4. REPRESENTATIONS AND WARRANTIES. Borrowers hereby represent and warrant
as follows:
(a) This Amendment and the Credit Agreement, as amended hereby,
constitute legal, valid and binding obligations of Borrowers and are
enforceable against Borrowers in accordance with their respective terms.
(b) Upon the effectiveness of this Amendment, each Borrower hereby
reaffirms all covenants, representations and warranties made in the Credit
Agreement as amended hereby and agree that all such covenants,
representations and warranties shall be deemed to have been remade as of
the effective date of this Amendment.
(c) No Event of Default or Default has occurred and is continuing or
would exist after giving effect to this Amendment.
(d) Borrowers have no defense, counterclaim or offset with respect to
the Credit Agreement.
5. NO WAIVER. The execution, delivery and effectiveness of this Amendment
shall not operate as a waiver of any right, power or remedy of Agent or any
Lender, nor constitute a waiver of any provision of the Credit Agreement, or any
other documents, instruments or agreements executed and/or delivered under or in
connection therewith.
6. EFFECT ON THE CREDIT AGREEMENT. All references in the Credit Agreement
and the other Loan Documents to the Credit Agreement shall be deemed to refer to
the Credit Agreement as amended hereby.
7. GOVERNING LAW. THIS AMENDMENT SHALL BE GOVERNED BY THE LAWS OF THE STATE
OF NEW YORK (WITHOUT GIVING EFFECT TO ITS CONFLICTS OF LAW RULES).

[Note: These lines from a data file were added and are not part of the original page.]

use thiserror::Error;

use crate::model::{FrameInfo, Profile, StackListBuilder, ValueUnit};

#[derive(Debug, Error)]
pub enum CollapsedParseError {
    #[error("line {line}: weight {weight} is negative or not finite")]
    InvalidWeight { line: usize, weight: f64 },
}

/// Parse Brendan Gregg's collapsed/folded stack format.
///
/// Each line has the format: `frame;frame;... count`, where the count is
/// the last space-separated token. Used by `stackcollapse-*.pl`, dtrace
/// and the FlameGraph tools.
///
/// Returns `Ok(None)` when the text is not in this format at all: a line
/// without a numeric count, or no stack lines.
pub fn parse_collapsed(text: &str, name: &str) -> Result<Option<Profile>, CollapsedParseError> {
    let mut builder = StackListBuilder::new();
    let mut stack = Vec::new();
    let mut samples = 0usize;

    for (index, line) in text.lines().enumerate() {
        let line = line.trim();
        if line.is_empty() || line.starts_with('#') {
            continue;
        }

        let Some((stack_str, count)) = line.rsplit_once(' ') else {
            return Ok(None);
        };
        let Ok(weight) = count.parse::<f64>() else {
            return Ok(None);
        };
        if !weight.is_finite() || weight < 0.0 {
            return Err(CollapsedParseError::InvalidWeight {
                line: index + 1,
                weight,
            });
        }

        stack.clear();
        for frame in stack_str.trim_end().split(';').filter(|f| !f.is_empty()) {
            stack.push(builder.frame_id(&FrameInfo::named(frame)));
        }
        builder.append_sample(&stack, weight);
        samples += 1;
    }

    if samples == 0 {
        return Ok(None);
    }
    Ok(Some(builder.build(name, ValueUnit::None)))
}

8. HEADINGS. Section headings in this Amendment are included herein for
convenience of reference only and shall not constitute a part of this Amendment
for any other purpose.
9. COUNTERPARTS; FACSIMILE. This Amendment may be executed in any number of
several counterparts, each of which shall be deemed an original but all of which
together shall constitute one and the same instrument. Any signature delivered
by a party by facsimile transmission shall be deemed to be an original signature
hereto.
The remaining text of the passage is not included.